I still haven't used the loops, but this handheld is exactly what I was looking for.  Although at 20 oz., it's almost as big as the CamelBak, the whole system just feels way more integrated and comfortable to use.  

Friday, April 24, 2015

Zen Koans and OODA Loops

Trauma experts speak of something called the OODA loop to describe the process of decision-making. First, we Observe a situation: What is this? We then Orient ourselves to it: What is my relationship to it? Next, we Decide on a course of action, and finally we Act. We do this all the time, often seamlessly, but where it gets really tricky are situations that are both stressful and novel, where we can get stuck in orientation. We wonder why this person is attacking me instead of defending ourselves or trying to flee. We freeze when gunfire erupts. To borrow a classic Buddhist metaphor, we wonder who shot us with the arrow; wonder why; who made the arrow; take pains to understand its construction, all while bleeding out.

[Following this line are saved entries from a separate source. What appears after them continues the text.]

//! Filter predicates shared by the store client and the dev server.
//!
//! The wire encoding follows the PostgREST style the hosted store speaks:
//! a lone condition rides as `?column=eq.value`, an OR-combination as
//! `?or=(a.eq.v,b.ilike.*term*)`. The client encodes, the dev server parses
//! the same strings back and evaluates them against stored JSON rows.

use serde_json::Value;
use std::collections::HashMap;

#[derive(Clone, Debug, Eq, PartialEq)]
pub enum Cond {
    /// Exact match on a column.
    Eq { column: String, value: String },
    /// Case-insensitive substring match; `pattern` carries `*` wildcards.
    ILike { column: String, pattern: String },
}

impl Cond {
    pub fn eq(column: impl Into<String>, value: impl Into<String>) -> Self {
        Cond::Eq {
            column: column.into(),
            value: value.into(),
        }
    }

    /// Substring match: wraps the needle in `*` wildcards.
    pub fn contains(column: impl Into<String>, needle: impl AsRef<str>) -> Self {
        Cond::ILike {
            column: column.into(),
            pattern: format!("*{}*", needle.as_ref()),
        }
    }

    fn encode(&self) -> String {
        match self {
            Cond::Eq { column, value } => format!("{column}.eq.{value}"),
            Cond::ILike { column, pattern } => format!("{column}.ilike.{pattern}"),
        }
    }

    /// Parses `column.op.value`. The value may itself contain dots
    /// (emails do), so only the first two separators are structural.
    pub fn parse(expr: &str) -> Option<Cond> {
        let mut parts = expr.splitn(3, '.');
        let column = parts.next()?.to_string();
        let op = parts.next()?;
        let rest = parts.next()?.to_string();
        match op {
            "eq" => Some(Cond::Eq {
                column,
                value: rest,
            }),
            "ilike" => Some(Cond::ILike {
                column,
                pattern: rest,
            }),
            _ => None,
        }
    }

    pub fn matches(&self, row: &Value) -> bool {
        match self {
            Cond::Eq { column, value } => row
                .get(column)
                .and_then(Value::as_str)
                .map_or(false, |field| field == value),
            Cond::ILike { column, pattern } => {
                let needle = pattern.trim_matches('*').to_lowercase();
                row.get(column)
                    .and_then(Value::as_str)
                    .map_or(false, |field| field.to_lowercase().contains(&needle))
            }
        }
    }
}

#[derive(Clone, Debug, Eq, PartialEq)]
pub enum Filter {
    All(Vec<Cond>),
    Any(Vec<Cond>),
}

impl Filter {
    /// Query-string pairs in the store's wire encoding.
    pub fn query_pairs(&self) -> Vec<(String, String)> {
        match self {
            Filter::All(conds) => conds
                .iter()
                .map(|cond| match cond {
                    Cond::Eq { column, value } => (column.clone(), format!("eq.{value}")),
                    Cond::ILike { column, pattern } => {
                        (column.clone(), format!("ilike.{pattern}"))
                    }
                })
                .collect(),
            Filter::Any(conds) => {
                let inner = conds
                    .iter()
                    .map(Cond::encode)
                    .collect::<Vec<_>>()
                    .join(",");
                vec![("or".to_string(), format!("({inner})"))]
            }
        }
    }

    /// Rebuilds a filter from request query parameters. Unknown parameters
    /// (`select` and friends) are ignored; an absent filter matches all rows.
    pub fn from_params(params: &HashMap<String, String>) -> Filter {
        if let Some(expr) = params.get("or") {
            let inner = expr.trim_start_matches('(').trim_end_matches(')');
            let conds = inner.split(',').filter_map(Cond::parse).collect();
            return Filter::Any(conds);
        }
        let conds = params
            .iter()
            .filter(|(key, _)| key.as_str() != "select")
            .filter_map(|(key, value)| Cond::parse(&format!("{key}.{value}")))
            .collect();
        Filter::All(conds)
    }

    pub fn matches(&self, row: &Value) -> bool {
        match self {
            Filter::All(conds) => conds.iter().all(|cond| cond.matches(row)),
            Filter::Any(conds) => conds.iter().any(|cond| cond.matches(row)),
        }
    }
}
pub mod query;

use serde::{Deserialize, Serialize};

#[derive(Eq, PartialEq, Ord, PartialOrd, Hash, Clone, Debug, Serialize, Deserialize, Default)]
pub struct UserId(pub String);

impl UserId {
    pub fn new(id: impl Into<String>) -> Self {
        Self(id.into())
    }
    pub fn as_str(&self) -> &str {
        &self.0
    }
}

/// The authenticated viewer, as handed out by the identity provider.
/// Acquired once at sign-in and passed explicitly into every workflow.
#[derive(Clone, Debug, Serialize, Deserialize, Default, Eq, PartialEq)]
pub struct Identity {
    pub id: UserId,
    pub email: String,
}

/// A searchable account as shown to the viewer: one row of the directory
/// mapped down to the three fields the candidate list renders.
#[derive(Clone, Debug, Serialize, Deserialize, Default, Eq, PartialEq)]
pub struct DirectoryEntry {
    pub id: UserId,
    pub name: String,
    pub email: String,
}

/// Directional relationship row in the `friends` table. `status` is false
/// while the request is pending and true once accepted. The natural key is
/// the (senderId, receiverId) pair; upserting the same pair updates in place.
#[derive(Clone, Debug, Serialize, Deserialize, Default, Eq, PartialEq)]
#[serde(rename_all = "camelCase")]
pub struct FriendEdge {
    pub sender_id: UserId,
    pub sender_name: String,
    pub receiver_id: UserId,
    pub receiver_name: String,
    pub status: bool,
}

impl FriendEdge {
    /// The display name of whichever party is not the viewer.
    pub fn other_party(&self, viewer: &UserId) -> &str {
        if self.sender_id == *viewer {
            &self.receiver_name
        } else {
            &self.sender_name
        }
    }
}

/// One row of the `userInfo` table, exactly as the profile workflow
/// writes it back.
#[derive(Clone, Debug, Serialize, Deserialize, Default, Eq, PartialEq)]
#[serde(rename_all = "camelCase")]
pub struct ProfileRecord {
    pub id: UserId,
    pub user_id: UserId,
    pub user_email: String,
    pub hotel_name: String,
}

impl ProfileRecord {
    pub fn into_entry(self) -> DirectoryEntry {
        DirectoryEntry {
            id: self.id,
            name: self.hotel_name,
            email: self.user_email,
        }
    }
}

#[derive(Clone, Copy, Debug, Serialize, Deserialize, Eq, PartialEq)]
pub enum Severity {
    Success,
    Warning,
    Error,
}

/// User-facing signal emitted by the workflows. The presentation layer
/// decides how to surface it (toasts, in the shipped app).
#[derive(Clone, Debug, Serialize, Deserialize, Eq, PartialEq)]
pub struct Notification {
    pub message: String,
    pub severity: Severity,
}

impl Notification {
    pub fn success(message: impl Into<String>) -> Self {
        Self {
            message: message.into(),
            severity: Severity::Success,
        }
    }
    pub fn warning(message: impl Into<String>) -> Self {
        Self {
            message: message.into(),
            severity: Severity::Warning,
        }
    }
    pub fn error(message: impl Into<String>) -> Self {
        Self {
            message: message.into(),
            severity: Severity::Error,
        }
    }
}

#[cfg(test)]
mod tests {
    use super::*;

    #[test]
    fn other_party_picks_the_non_viewer_name() {
        let edge = FriendEdge {
            sender_id: UserId::new("u1"),
            sender_name: "a@x.com".into(),
            receiver_id: UserId::new("u2"),
            receiver_name: "Lotus Inn".into(),
            status: false,
        };
        assert_eq!(edge.other_party(&UserId::new("u1")), "Lotus Inn");
        assert_eq!(edge.other_party(&UserId::new("u2")), "a@x.com");
    }

    #[test]
    fn friend_edge_uses_wire_column_names() {
        let edge = FriendEdge {
            sender_id: UserId::new("u1"),
            sender_name: "a@x.com".into(),
            receiver_id: UserId::new("u2"),
            receiver_name: "Lotus Inn".into(),
            status: false,
        };
        let value = serde_json::to_value(&edge).unwrap();
        assert_eq!(value["senderId"], "u1");
        assert_eq!(value["receiverName"], "Lotus Inn");
        assert_eq!(value["status"], false);
    }

    #[test]
    fn profile_record_maps_to_directory_entry() {
        let record = ProfileRecord {
            id: UserId::new("u2"),
            user_id: UserId::new("u2"),
            user_email: "b@x.com".into(),
            hotel_name: "Lotus Inn".into(),
        };
        let entry = record.into_entry();
        assert_eq!(entry.name, "Lotus Inn");
        assert_eq!(entry.email, "b@x.com");
    }
}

In the interview room at Still Point Zen Buddhist Temple in Detroit, I sometimes ask people “What color is this?” as I point to a meditation mat that’s clearly brown. Rarely do people say “it’s brown,” and if they do, rarely will they stick by it. They wonder what else I may be asking them, what Zen sleight of hand is happening. Analysis in our lives is useful, of course; even necessary. But we get stuck there; get stuck in the past and future and learn to trust neither the present moment nor our relationship to it. Sometimes, though, the cushion is just brown in no uncertain terms, and it doesn’t matter who says otherwise.